Any deviation from the norm during pregnancy, be it an increase or decrease in plasma protein levels, should be a cause for concern.

IMPORTANT! Only a combination of ultrasound and biochemical screening results can give a complete picture of the course of pregnancy. Blood should be donated no later than 3 days after the ultrasound examination. The doctor does not give you an exact diagnosis, but only points out possible pathologies that can be confirmed or refuted using more accurate examination methods.

Blood test results for PAPP-A

When interpreting the results of the first screening, the gynecologist takes into account all the characteristics of the pregnant woman: weight, the presence of diabetes, whether any medications were taken at the time of the test, the presence or absence of bad habits, whether the pregnancy was achieved through IVF or not, and many others.

Plasma protein levels increase from 8 to 13-14 weeks.

Normally, a pregnant woman's PAPP-A level varies depending on the week of pregnancy.

Deviations from the norm may indicate a genetic-chromosomal pathology on the part of the fetus, and a pregnant woman is at risk for fetal failure or spontaneous miscarriage.

Pregnancy-associated PAPP-A protein may be elevated for a number of other reasons:

  • the child’s weight is quite large;
  • low location of the placenta;
  • multiple pregnancy.

Results of the analysis in MoM

When the results of blood screening reach the doctor leading the pregnancy, he converts the indicators in units into the MoM coefficient. It reveals the percentage of deviations in a particular woman from the average norm.

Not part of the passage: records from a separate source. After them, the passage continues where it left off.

// Licensed under the Apache License, Version 2.0 <LICENSE-APACHE or
// http://www.apache.org/licenses/LICENSE-2.0> or the MIT license
// <LICENSE-MIT or http://opensource.org/licenses/MIT>, at your
// option. This file may not be copied, modified, or distributed
// except according to those terms.

//! # Profile Migration
//!
//! Converts [`LegacyUserProfile`] records into [`UserProfileExtended`].
//!
//! Migration never returns `Err`. Problems are collected on the
//! [`MigrationResult`]:
//!
//! - `warnings`: a value was missing and a default or placeholder was
//!   substituted
//! - `errors`: the migrated profile failed validation
//!
//! `success` means a profile object was produced. `is_fully_valid` means it
//! also passed validation. In strict mode a validation failure turns
//! `success` off and no profile is returned.

use crate::config::NutritionConfig;
use crate::intelligence::MetricsValidator;
use crate::models::{
    parse_loose_enum, ActivityLevel, BudgetLevel, CookingTime, DietType, Gender,
    LegacyPreferences, LegacyUserProfile, PrimaryGoal, SubscriptionTier, TrainingLevel,
    UserProfileExtended, REQUIRED_PROFILE_FIELDS,
};
use chrono::{DateTime, Utc};
use serde::{Deserialize, Serialize};
use serde_json::Value;
use std::collections::HashMap;
use tracing::{debug, warn};
use uuid::Uuid;

/// Number of entries kept in the batch frequency tables
const TOP_ENTRIES: usize = 5;

#[derive(Debug, Clone, Copy, Serialize, Deserialize, PartialEq, Eq)]
#[serde(default)]
pub struct MigrationOptions {
    /// Fail the migration when the migrated profile is invalid
    pub strict: bool,
    /// Record validation errors on the result
    pub validate: bool,
}

impl Default for MigrationOptions {
    fn default() -> Self {
        Self {
            strict: false,
            validate: true,
        }
    }
}

#[derive(Debug, Clone, Serialize, Deserialize, PartialEq)]
pub struct MigrationResult {
    pub success: bool,
    pub is_fully_valid: bool,
    pub migrated_profile: Option<UserProfileExtended>,
    pub errors: Vec<String>,
    pub warnings: Vec<String>,
    /// Required fields filled from the defaults table or a placeholder
    pub applied_defaults: Vec<String>,
    /// `(17 - defaulted fields) / 17`, as a percentage
    pub completion_percentage: f64,
}

impl MigrationResult {
    fn failed(error: impl Into<String>) -> Self {
        Self {
            success: false,
            is_fully_valid: false,
            migrated_profile: None,
            errors: vec![error.into()],
            warnings: Vec::new(),
            applied_defaults: Vec::new(),
            completion_percentage: 0.0,
        }
    }
}

/// A value and how many profiles reported it
#[derive(Debug, Clone, Serialize, Deserialize, PartialEq, Eq)]
pub struct FrequencyEntry {
    pub value: String,
    pub count: usize,
}

#[derive(Debug, Clone, Serialize, Deserialize, PartialEq)]
pub struct BatchMigrationResult {
    pub total: usize,
    pub successful: usize,
    pub failed: usize,
    pub fully_valid: usize,
    /// One result per input profile, in input order
    pub results: Vec<MigrationResult>,
    pub common_errors: Vec<FrequencyEntry>,
    pub common_defaults: Vec<FrequencyEntry>,
    pub average_completion: f64,
}

/// Copy of the legacy profiles taken before a migration
#[derive(Debug, Clone, Serialize, Deserialize, PartialEq)]
pub struct MigrationSnapshot {
    pub id: Uuid,
    pub created_at: DateTime<Utc>,
    pub reason: String,
    pub profiles: Vec<LegacyUserProfile>,
}

/// Ordered keyword rules; the first rule with a keyword found in any goal
/// wins
const PRIMARY_GOAL_RULES: &[(PrimaryGoal, &[&str])] = &[
    (PrimaryGoal::FatLoss, &["lose", "fat"]),
    (PrimaryGoal::MuscleGain, &["muscle", "gain", "bulk"]),
    (PrimaryGoal::Endurance, &["endurance", "cardio", "stamina"]),
    (PrimaryGoal::Recomposition, &["recomp", "tone"]),
];

const ADVANCED_KEYWORDS: &[&str] = &["advanced", "competitive"];

/// Map free-text goals to a primary goal; `None` when no rule matches
pub fn map_primary_goal(goals: &[String]) -> Option<PrimaryGoal> {
    let lowered: Vec<String> = goals.iter().map(|g| g.to_lowercase()).collect();
    PRIMARY_GOAL_RULES
        .iter()
        .find(|(_, keywords)| {
            lowered
                .iter()
                .any(|goal| keywords.iter().any(|k| goal.contains(k)))
        })
        .map(|(goal, _)| *goal)
}

pub fn infer_training_level(activity_level: ActivityLevel, goals: &[String]) -> TrainingLevel {
    let advanced = goals.iter().any(|goal| {
        let goal = goal.to_lowercase();
        ADVANCED_KEYWORDS.iter().any(|k| goal.contains(k))
    });

    match activity_level {
        _ if advanced => TrainingLevel::Advanced,
        ActivityLevel::VeryActive => TrainingLevel::Intermediate,
        ActivityLevel::Active if !goals.is_empty() => TrainingLevel::Intermediate,
        _ => TrainingLevel::Beginner,
    }
}

pub fn infer_workout_days(activity_level: ActivityLevel) -> u8 {
    match activity_level {
        ActivityLevel::VeryActive => 5,
        ActivityLevel::Active => 4,
        ActivityLevel::Moderate => 3,
        ActivityLevel::Light | ActivityLevel::Sedentary => 2,
    }
}

/// Migrates legacy profiles using a defaults table and validation ranges
#[derive(Debug, Clone, Default)]
pub struct ProfileMigrator {
    config: NutritionConfig,
}

impl ProfileMigrator {
    pub fn new(config: NutritionConfig) -> Self {
        Self { config }
    }

    pub fn migrate(&self, legacy: &LegacyUserProfile, options: &MigrationOptions) -> MigrationResult {
        let Some(metrics) = &legacy.personal_metrics else {
            warn!(profile.id = ?legacy.id, "Legacy profile has no personal metrics");
            return MigrationResult::failed("Legacy profile has no personal metrics");
        };

        let defaults = &self.config.migration_defaults;
        let mut tracker = DefaultTracker::default();

        let user_id = match legacy.id.as_deref().map(str::trim).filter(|id| !id.is_empty()) {
            Some(id) => id.to_string(),
            None => {
                let generated = Uuid::new_v4().to_string();
                tracker
                    .warnings
                    .push(format!("Missing profile id; generated {}", generated));
                generated
            }
        };

        let height = tracker.placeholder("height", metrics.height.filter(|h| *h > 0.0), 0.0);
        let weight = tracker.placeholder("weight", metrics.weight.filter(|w| *w > 0.0), 0.0);
        let age = tracker.placeholder("age", metrics.age.filter(|a| *a > 0), 0);

        let gender = metrics.gender.as_deref().and_then(parse_loose_enum::<Gender>);
        if gender.is_none() {
            tracker
                .warnings
                .push("Missing or unrecognized gender; the user must provide it".to_string());
        }

        let activity_level = tracker.default_value(
            "activity_level",
            metrics.activity_level.as_deref().and_then(ActivityLevel::parse_loose),
            defaults.activity_level,
        );

        let goals = metrics.fitness_goals.clone();
        let primary_goal = tracker.default_value(
            "primary_goal",
            map_primary_goal(&goals),
            PrimaryGoal::FatLoss,
        );
        let training_level = infer_training_level(activity_level, &goals);

        let empty = LegacyPreferences::default();
        let prefs = legacy.preferences.as_ref().unwrap_or(&empty);
        let workout_days = prefs
            .workout_days_per_week
            .unwrap_or_else(|| infer_workout_days(activity_level));

        let profile = UserProfileExtended {
            user_id,
            height: Some(height),
            weight: Some(weight),
            age: Some(age),
            gender,
            activity_level: Some(activity_level),
            fitness_goals: Some(goals),
            primary_goal: Some(primary_goal),
            diet_type: Some(tracker.default_value(
                "diet_type",
                prefs.diet_type.as_deref().and_then(parse_loose_enum::<DietType>),
                defaults.diet_type,
            )),
            meals_per_day: Some(tracker.default_value(
                "meals_per_day",
                prefs.meals_per_day,
                defaults.meals_per_day,
            )),
            snacks_per_day: Some(tracker.default_value(
                "snacks_per_day",
                prefs.snacks_per_day,
                defaults.snacks_per_day,
            )),
            cooking_time: Some(tracker.default_value(
                "cooking_time",
                prefs.cooking_time.as_deref().and_then(parse_loose_enum::<CookingTime>),
                defaults.cooking_time,
            )),
            cuisine_preference: Some(tracker.default_value(
                "cuisine_preference",
                prefs
                    .cuisine_preference
                    .clone()
                    .filter(|c| !c.trim().is_empty()),
                defaults.cuisine_preference.clone(),
            )),
            budget_level: Some(tracker.default_value(
                "budget_level",
                prefs.budget_level.as_deref().and_then(parse_loose_enum::<BudgetLevel>),
                defaults.budget_level,
            )),
            training_level: Some(training_level),
            workout_days_per_week: Some(workout_days),
            subscription_tier: Some(tracker.default_value(
                "subscription_tier",
                legacy
                    .subscription_tier
                    .as_deref()
                    .and_then(parse_loose_enum::<SubscriptionTier>),
                defaults.subscription_tier,
            )),
            plan_duration_weeks: Some(tracker.default_value(
                "plan_duration_weeks",
                prefs.plan_duration_weeks,
                defaults.plan_duration_weeks,
            )),
            body_fat_percentage: None,
            dietary_restrictions: Vec::new(),
        };

        let validation =
            MetricsValidator::new(self.config.validation).validate_profile(&profile);
        let errors = if options.validate {
            validation.errors.clone()
        } else {
            Vec::new()
        };
        let is_fully_valid = validation.is_valid;

        let defaulted = tracker.applied_defaults.len();
        let total = REQUIRED_PROFILE_FIELDS.len();
        let completion_percentage =
            (total.saturating_sub(defaulted) as f64 / total as f64 * 100.0).round();

        let aborted = options.strict && options.validate && !is_fully_valid;
        debug!(
            profile.id = %profile.user_id,
            defaults = defaulted,
            warnings = tracker.warnings.len(),
            errors = errors.len(),
            aborted = aborted,
            "Legacy profile migrated"
        );

        MigrationResult {
            success: !aborted,
            is_fully_valid,
            migrated_profile: if aborted { None } else { Some(profile) },
            errors,
            warnings: tracker.warnings,
            applied_defaults: tracker.applied_defaults,
            completion_percentage,
        }
    }

    /// Migrate each profile in input order and summarize the outcomes
    pub fn batch_migrate(
        &self,
        profiles: &[LegacyUserProfile],
        options: &MigrationOptions,
    ) -> BatchMigrationResult {
        let results: Vec<MigrationResult> =
            profiles.iter().map(|p| self.migrate(p, options)).collect();
        summarize(results)
    }

    /// Migrate raw JSON records; a record that does not decode as a legacy
    /// profile fails on its own without affecting the rest of the batch
    pub fn batch_migrate_records(
        &self,
        records: &[Value],
        options: &MigrationOptions,
    ) -> BatchMigrationResult {
        let results: Vec<MigrationResult> = decode_legacy_profiles(records)
            .into_iter()
            .map(|decoded| match decoded {
                Ok(profile) => self.migrate(&profile, options),
                Err(error) => MigrationResult::failed(error),
            })
            .collect();
        summarize(results)
    }
}

/// Decode each record independently, keeping input order
pub fn decode_legacy_profiles(records: &[Value]) -> Vec<Result<LegacyUserProfile, String>> {
    records
        .iter()
        .enumerate()
        .map(|(index, record)| {
            LegacyUserProfile::deserialize(record).map_err(|e| {
                warn!(index, error = %e, "Undecodable legacy profile");
                format!("Legacy profile could not be decoded: {}", e)
            })
        })
        .collect()
}

fn summarize(results: Vec<MigrationResult>) -> BatchMigrationResult {
    let successful = results.iter().filter(|r| r.success).count();
    let fully_valid = results.iter().filter(|r| r.is_fully_valid).count();
    let average_completion = if results.is_empty() {
        0.0
    } else {
        let sum: f64 = results.iter().map(|r| r.completion_percentage).sum();
        crate::intelligence::round1(sum / results.len() as f64)
    };

    BatchMigrationResult {
        total: results.len(),
        successful,
        failed: results.len() - successful,
        fully_valid,
        common_errors: top_entries(results.iter().flat_map(|r| r.errors.iter())),
        common_defaults: top_entries(results.iter().flat_map(|r| r.applied_defaults.iter())),
        average_completion,
        results,
    }
}

/// Migrate one profile with the default configuration
pub fn migrate_user_profile(
    legacy: &LegacyUserProfile,
    options: &MigrationOptions,
) -> MigrationResult {
    ProfileMigrator::default().migrate(legacy, options)
}

/// Migrate many profiles with the default configuration
pub fn batch_migrate_profiles(
    profiles: &[LegacyUserProfile],
    options: &MigrationOptions,
) -> BatchMigrationResult {
    ProfileMigrator::default().batch_migrate(profiles, options)
}

pub fn create_migration_snapshot(
    profiles: &[LegacyUserProfile],
    reason: impl Into<String>,
) -> MigrationSnapshot {
    MigrationSnapshot {
        id: Uuid::new_v4(),
        created_at: Utc::now(),
        reason: reason.into(),
        profiles: profiles.to_vec(),
    }
}

/// Copy of the profiles held by a snapshot; the snapshot stays untouched
pub fn restore_from_snapshot(snapshot: &MigrationSnapshot) -> Vec<LegacyUserProfile> {
    snapshot.profiles.clone()
}

#[derive(Default)]
struct DefaultTracker {
    warnings: Vec<String>,
    applied_defaults: Vec<String>,
}

impl DefaultTracker {
    /// Use `default` when `value` is missing and record it
    fn default_value<T>(&mut self, field: &str, value: Option<T>, default: T) -> T {
        match value {
            Some(value) => value,
            None => {
                self.applied_defaults.push(field.to_string());
                default
            }
        }
    }

    /// Like `default_value`, but the substitute stands for missing user
    /// input, so it also warns
    fn placeholder<T>(&mut self, field: &str, value: Option<T>, placeholder: T) -> T {
        if value.is_none() {
            self.warnings
                .push(format!("Missing {}; the user must provide it", field));
        }
        self.default_value(field, value, placeholder)
    }
}

fn top_entries<'a>(values: impl Iterator<Item = &'a String>) -> Vec<FrequencyEntry> {
    let mut counts: HashMap<&str, usize> = HashMap::new();
    for value in values {
        *counts.entry(value.as_str()).or_insert(0) += 1;
    }

    let mut entries: Vec<FrequencyEntry> = counts
        .into_iter()
        .map(|(value, count)| FrequencyEntry {
            value: value.to_string(),
            count,
        })
        .collect();
    entries.sort_by(|a, b| b.count.cmp(&a.count).then_with(|| a.value.cmp(&b.value)));
    entries.truncate(TOP_ENTRIES);
    entries
}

If the screening result is positive, the MoM coefficient varies from 0.5 to 2.5.

In all laboratories, the MoM coefficient standards are the same. Therefore, to retake the analysis, you can choose absolutely any institution if you do not trust the results of your own.

PAPP-A norms for multiple pregnancies

Already at thirteen weeks, during 1 screening, the doctor can detect two or more embryos in the uterine cavity. Multiple pregnancy is a complicated pregnancy and requires special monitoring throughout the entire period of pregnancy. The risk of such a pregnancy may be that one fetus develops without visible pathologies, and the second has signs of developmental abnormalities already at 13 weeks. Therefore, it is very important for the expectant mother to seriously approach the issue of first prenatal screening.

At the first screening during a twin pregnancy, the test norms will be slightly different than during a singleton pregnancy.

Firstly, the main study will be an ultrasound, where the doctor will pay special attention to the collar area of ​​the baby. This is where fluid accumulates, signaling possible Down syndrome.

Secondly, the doctor will not prescribe a biochemical blood screening. In the case of a multiple pregnancy, it will be uninformative and can give both falsely increased and falsely decreased results. It is possible that the mother’s blood can only be used to determine the MoM coefficient. Normally, in a pregnant woman with twins, it reaches 3.5 MoM.